Because the parishes divided, would you say the priests who proudly served V&O and who maintained the Julian Calendar in the face of personal threats, even physical violence as people who "couldn't get along"?. Those who started V&O were called terrible things by those two blocks north, with derogatory use of such terms as "pravoslavniy" or "muskovsky" because their priests had beards, kept the Old Calendar, wore riassas, etc.
I look to the example of my avatar, St. Leonid Federov, and pray for his constant intercession, who took the good and beautiful things from his Tsarist Russian Orthodox Church (i.e. mother church of the ROCOR), left her, and brought those treasures with him into union under the omophor of St. Andrey Sheptytsky.
I'm sure St. Andrey had his difficulties with parishoners as well as I'm sure St. Vasyl Velychkovsky did also, both of whom were faithful to their Ukrainian heritage as well as their Byzantine liturgical tradition. The battles of St. Andrey Sheptytsky against some of his bishops is very well documented in this regard. It appears I am in good company here along with Fr. Lypsky whom I also admire. I'm sure he had his detractors as well.
The priest who taught my oldest son how to serve spent years in Mordovia, yet was extremely vostochnik. Many survival and martyrdom stories have resounded in my living room. I wouldn't have made a pilgrimage to the enshrinement of the relics of St. Vasyl Velychkovsky all the way to Winnipeg if I didn't believe in what he and our Church stood for under severe Soviet persecutions or felt as if I was somehow going to convert to the narrow political agenda of some ROCOR adherents. But I am wasting my time with any personal statements since the judgement appears to have been already passed.

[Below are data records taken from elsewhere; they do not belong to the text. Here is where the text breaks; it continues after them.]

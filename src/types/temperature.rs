// SPDX-License-Identifier: MPL-2.0
// This Source Code Form is subject to the terms of the Mozilla Public
// License, v. 2.0. If a copy of the MPL was not distributed with this
// file, You can obtain one at https://mozilla.org/MPL/2.0/.

//! Temperature types.
//!
//! This module provides a plain Celsius reading type and a constrained
//! target set-point type. Target temperatures accepted by the thermostat
//! families are limited to a fixed safe range.

use std::fmt;

use crate::error::ValueError;

/// A temperature reading in degrees Celsius.
///
/// # Examples
///
/// ```
/// use tahoma_bridge::types::Temperature;
///
/// let t = Temperature::new(19.5);
/// assert_eq!(t.value(), 19.5);
/// assert_eq!(t.to_string(), "19.5°C");
/// ```
#[derive(Debug, Clone, Copy, PartialEq, PartialOrd)]
pub struct Temperature(f32);

impl Temperature {
    /// Creates a new temperature reading.
    #[must_use]
    pub const fn new(celsius: f32) -> Self {
        Self(celsius)
    }

    /// Returns the value in degrees Celsius.
    #[must_use]
    pub const fn value(&self) -> f32 {
        self.0
    }
}

impl fmt::Display for Temperature {
    fn fmt(&self, f: &mut fmt::Formatter<'_>) -> fmt::Result {
        write!(f, "{}°C", self.0)
    }
}

impl From<f32> for Temperature {
    fn from(celsius: f32) -> Self {
        Self(celsius)
    }
}

/// A target temperature set-point, constrained to the safe range.
///
/// Both thermostat families accept set-points between 15.0 and 26.0 °C.
/// Values above the maximum are clamped by [`TargetTemperature::clamped`];
/// values below the minimum additionally trigger a frost-protection
/// override in the climate layer.
///
/// # Examples
///
/// ```
/// use tahoma_bridge::types::TargetTemperature;
///
/// let target = TargetTemperature::new(21.0).unwrap();
/// assert_eq!(target.value(), 21.0);
///
/// // Out-of-range requests are clamped
/// assert_eq!(TargetTemperature::clamped(30.0).value(), 26.0);
/// assert_eq!(TargetTemperature::clamped(5.0).value(), 15.0);
///
/// // Or rejected when constructed strictly
/// assert!(TargetTemperature::new(30.0).is_err());
/// ```
#[derive(Debug, Clone, Copy, PartialEq, PartialOrd)]
pub struct TargetTemperature(f32);

impl TargetTemperature {
    /// Minimum accepted set-point (15.0 °C).
    pub const MIN: Self = Self(15.0);

    /// Maximum accepted set-point (26.0 °C).
    pub const MAX: Self = Self(26.0);

    /// Creates a new target temperature.
    ///
    /// # Errors
    ///
    /// Returns `ValueError::TemperatureOutOfRange` if the value is outside
    /// the 15.0–26.0 °C range.
    pub fn new(celsius: f32) -> Result<Self, ValueError> {
        if !(Self::MIN.0..=Self::MAX.0).contains(&celsius) {
            return Err(ValueError::TemperatureOutOfRange {
                min: Self::MIN.0,
                max: Self::MAX.0,
                actual: celsius,
            });
        }
        Ok(Self(celsius))
    }

    /// Creates a target temperature, clamping into the valid range.
    #[must_use]
    pub const fn clamped(celsius: f32) -> Self {
        if celsius > Self::MAX.0 {
            Self::MAX
        } else if celsius < Self::MIN.0 {
            Self::MIN
        } else {
            Self(celsius)
        }
    }

    /// Returns the set-point in degrees Celsius.
    #[must_use]
    pub const fn value(&self) -> f32 {
        self.0
    }

    /// Returns the set-point as a plain temperature reading.
    #[must_use]
    pub const fn as_temperature(&self) -> Temperature {
        Temperature::new(self.0)
    }
}

impl fmt::Display for TargetTemperature {
    fn fmt(&self, f: &mut fmt::Formatter<'_>) -> fmt::Result {
        write!(f, "{}°C", self.0)
    }
}

impl TryFrom<f32> for TargetTemperature {
    type Error = ValueError;

    fn try_from(celsius: f32) -> Result<Self, Self::Error> {
        Self::new(celsius)
    }
}

impl From<TargetTemperature> for Temperature {
    fn from(target: TargetTemperature) -> Self {
        target.as_temperature()
    }
}

#[cfg(test)]
mod tests {
    use super::*;

    #[test]
    fn target_valid_range() {
        assert!(TargetTemperature::new(15.0).is_ok());
        assert!(TargetTemperature::new(21.5).is_ok());
        assert!(TargetTemperature::new(26.0).is_ok());
    }

    #[test]
    fn target_invalid_values() {
        assert!(TargetTemperature::new(14.9).is_err());
        assert!(TargetTemperature::new(26.1).is_err());
    }

    #[test]
    fn target_clamped_high() {
        assert_eq!(TargetTemperature::clamped(30.0).value(), 26.0);
    }

    #[test]
    fn target_clamped_low() {
        assert_eq!(TargetTemperature::clamped(5.0).value(), 15.0);
    }

    #[test]
    fn target_clamped_in_range() {
        assert_eq!(TargetTemperature::clamped(19.0).value(), 19.0);
    }

    #[test]
    fn display_formats() {
        assert_eq!(Temperature::new(18.5).to_string(), "18.5°C");
        assert_eq!(TargetTemperature::clamped(26.0).to_string(), "26°C");
    }

    #[test]
    fn ordering() {
        assert!(Temperature::new(18.0) < Temperature::new(19.0));
        assert!(TargetTemperature::MIN < TargetTemperature::MAX);
    }
}
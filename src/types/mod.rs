// SPDX-License-Identifier: MPL-2.0
// This Source Code Form is subject to the terms of the Mozilla Public
// License, v. 2.0. If a copy of the MPL was not distributed with this
// file, You can obtain one at https://mozilla.org/MPL/2.0/.

//! Core value types shared across the bridge.
//!
//! These types form the fixed vocabulary the climate layer translates
//! between: vendor state strings on one side, entity-model enums on the
//! other. Constrained values (target temperatures) validate on
//! construction so entities never carry out-of-range set-points.

mod derogation;
mod hvac;
mod preset;
mod temperature;

pub use derogation::DerogationKind;
pub use hvac::{HvacAction, HvacMode};
pub use preset::{HeatingLevel, PresetMode};
pub use temperature::{TargetTemperature, Temperature};
// SPDX-License-Identifier: MPL-2.0
// This Source Code Form is subject to the terms of the Mozilla Public
// License, v. 2.0. If a copy of the MPL was not distributed with this
// file, You can obtain one at https://mozilla.org/MPL/2.0/.

//! Climate commands for the thermostat and heater families.

use crate::command::{Command, CommandParam};
use crate::types::{DerogationKind, HeatingLevel, PresetMode, TargetTemperature};

/// Command to enter or leave a derogation (manual override).
///
/// A derogation overrides the thermostat programme either with an explicit
/// set-point or with a named preset, for a duration given by the
/// [`DerogationKind`].
///
/// # Examples
///
/// ```
/// use tahoma_bridge::command::{Command, DerogationCommand};
/// use tahoma_bridge::types::{DerogationKind, PresetMode, TargetTemperature};
///
/// let cmd = DerogationCommand::set_temperature(
///     TargetTemperature::clamped(20.5),
///     DerogationKind::FurtherNotice,
/// );
/// assert_eq!(cmd.name(), "setDerogation");
///
/// let cmd = DerogationCommand::set_preset(PresetMode::Freeze, DerogationKind::FurtherNotice);
/// assert_eq!(cmd.name(), "setDerogation");
///
/// let cmd = DerogationCommand::Exit;
/// assert_eq!(cmd.name(), "exitDerogation");
/// ```
#[derive(Debug, Clone, PartialEq)]
pub enum DerogationCommand {
    /// Override the programme with an explicit set-point.
    SetTemperature {
        /// The override set-point.
        target: TargetTemperature,
        /// How long the override lasts.
        kind: DerogationKind,
    },
    /// Override the programme with a named preset.
    SetPreset {
        /// The override preset.
        preset: PresetMode,
        /// How long the override lasts.
        kind: DerogationKind,
    },
    /// Leave the override and return to the programme.
    Exit,
}

impl DerogationCommand {
    /// Creates a set-point override command.
    #[must_use]
    pub const fn set_temperature(target: TargetTemperature, kind: DerogationKind) -> Self {
        Self::SetTemperature { target, kind }
    }

    /// Creates a preset override command.
    #[must_use]
    pub const fn set_preset(preset: PresetMode, kind: DerogationKind) -> Self {
        Self::SetPreset { preset, kind }
    }
}

impl Command for DerogationCommand {
    fn name(&self) -> &str {
        match self {
            Self::SetTemperature { .. } | Self::SetPreset { .. } => "setDerogation",
            Self::Exit => "exitDerogation",
        }
    }

    fn parameters(&self) -> Vec<CommandParam> {
        match self {
            Self::SetTemperature { target, kind } => vec![
                CommandParam::Float(target.value()),
                CommandParam::from(kind.as_vendor_str()),
            ],
            Self::SetPreset { preset, kind } => vec![
                CommandParam::from(preset.as_vendor_str()),
                CommandParam::from(kind.as_vendor_str()),
            ],
            Self::Exit => Vec::new(),
        }
    }
}

/// Command to change the set-point attached to a thermostat mode.
///
/// Issued alongside a set-point derogation so the manual mode keeps the new
/// target after the override.
#[derive(Debug, Clone, PartialEq)]
pub struct ModeTemperatureCommand {
    mode: PresetMode,
    target: TargetTemperature,
}

impl ModeTemperatureCommand {
    /// Creates a command setting the manual-mode set-point.
    #[must_use]
    pub const fn manual(target: TargetTemperature) -> Self {
        Self {
            mode: PresetMode::None,
            target,
        }
    }

    /// Creates a command setting the set-point of an arbitrary mode.
    #[must_use]
    pub const fn new(mode: PresetMode, target: TargetTemperature) -> Self {
        Self { mode, target }
    }
}

impl Command for ModeTemperatureCommand {
    fn name(&self) -> &str {
        "setModeTemperature"
    }

    fn parameters(&self) -> Vec<CommandParam> {
        vec![
            CommandParam::from(self.mode.as_vendor_str()),
            CommandParam::Float(self.target.value()),
        ]
    }
}

/// Command selecting a heating level on the electrical heater family.
#[derive(Debug, Clone, Copy, PartialEq, Eq)]
pub struct HeatingLevelCommand(HeatingLevel);

impl HeatingLevelCommand {
    /// Creates a command selecting the given level.
    #[must_use]
    pub const fn set(level: HeatingLevel) -> Self {
        Self(level)
    }

    /// Creates a command switching the heater off.
    #[must_use]
    pub const fn off() -> Self {
        Self(HeatingLevel::Off)
    }

    /// Returns the level this command selects.
    #[must_use]
    pub const fn level(&self) -> HeatingLevel {
        self.0
    }
}

impl Command for HeatingLevelCommand {
    fn name(&self) -> &str {
        "setHeatingLevel"
    }

    fn parameters(&self) -> Vec<CommandParam> {
        vec![CommandParam::from(self.0.as_vendor_str())]
    }
}

/// Command asking a device to republish its states.
#[derive(Debug, Clone, Copy, PartialEq, Eq, Default)]
pub struct RefreshStateCommand;

impl RefreshStateCommand {
    /// The vendor command name, also used for capability checks.
    pub const NAME: &'static str = "refreshState";
}

impl Command for RefreshStateCommand {
    fn name(&self) -> &str {
        Self::NAME
    }
}

#[cfg(test)]
mod tests {
    use super::*;

    #[test]
    fn derogation_temperature_parameters() {
        let cmd = DerogationCommand::set_temperature(
            TargetTemperature::clamped(21.0),
            DerogationKind::FurtherNotice,
        );
        assert_eq!(
            cmd.parameters(),
            vec![CommandParam::Float(21.0), CommandParam::from("further_notice")]
        );
    }

    #[test]
    fn derogation_preset_parameters() {
        let cmd = DerogationCommand::set_preset(PresetMode::Freeze, DerogationKind::FurtherNotice);
        assert_eq!(
            cmd.parameters(),
            vec![
                CommandParam::from("freezeMode"),
                CommandParam::from("further_notice")
            ]
        );
    }

    #[test]
    fn exit_derogation_has_no_parameters() {
        let cmd = DerogationCommand::Exit;
        assert_eq!(cmd.name(), "exitDerogation");
        assert!(cmd.parameters().is_empty());
    }

    #[test]
    fn mode_temperature_manual() {
        let cmd = ModeTemperatureCommand::manual(TargetTemperature::clamped(19.0));
        assert_eq!(cmd.name(), "setModeTemperature");
        assert_eq!(
            cmd.parameters(),
            vec![CommandParam::from("manualMode"), CommandParam::Float(19.0)]
        );
    }

    #[test]
    fn heating_level_payload() {
        let cmd = HeatingLevelCommand::set(HeatingLevel::Eco);
        let payload = cmd.to_payload();
        assert_eq!(payload["name"], "setHeatingLevel");
        assert_eq!(payload["parameters"], serde_json::json!(["eco"]));
    }

    #[test]
    fn refresh_state_payload() {
        let payload = RefreshStateCommand.to_payload();
        assert_eq!(payload["name"], "refreshState");
        assert_eq!(payload["parameters"], serde_json::json!([]));
    }
}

As in the examples here of St. Leonid Federov and your own with Fr. Bohdan Lypsky, in addition to the experience of the lads at the music camp here, we can take what is good and beautiful from the Kyivan tradition (liturgical observance, prayerbooks, etc.) without buying into any political baggage which was not initially part of the discussion at all.
Since we have lost much of our liturgical heritage, we have no choice but to look to the Orthodox for some of this reclamation of our Kyivan liturgical heritage. For me this doesn't mean buying into any ideology which would seek to marginalize or victimize Ukrainians or the UGCC. Nor was this implied or stated in any of the posts.
The tension between the latinizers and the easternizers in our church is unfortunately well known, with the latter often accused as "Russian" or "Muscovite" because of their love of the Byzantine tradition. It can be seen again here, with those who wish to be faithful to tradition being painted as Muscovite politically or somehow not part of the people.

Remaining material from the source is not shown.